Collected data:
--- START ---

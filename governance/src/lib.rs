//! Proposal engine for daoforge DAOs.
//!
//! Drives the proposal lifecycle from creation through voting to delayed
//! execution. Vote weight is read from the voting token at the proposal's
//! snapshot point, so transfers after creation never change an outcome;
//! execution goes through the delayed executor, never directly.

pub mod engine;
pub mod error;
pub mod minting;
pub mod params;
pub mod proposal;

pub use engine::{GovernanceEvent, ProposalEngine};
pub use error::GovernanceError;
pub use minting::{mint_voting_power, MAX_VOTING_POWER};
pub use params::GovernorParams;
pub use proposal::{Proposal, ProposalState, Tally, VoteSupport};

--- END ---

**YOUR TASK**
Starting at the line with "pub mod params;", copy every line down to the last one above, exactly as written and with nothing else.

**SOLUTION TO THIS PROBLEM**
pub mod params;
pub mod proposal;

pub use engine::{GovernanceEvent, ProposalEngine};
pub use error::GovernanceError;
pub use minting::{mint_voting_power, MAX_VOTING_POWER};
pub use params::GovernorParams;
pub use proposal::{Proposal, ProposalState, Tally, VoteSupport};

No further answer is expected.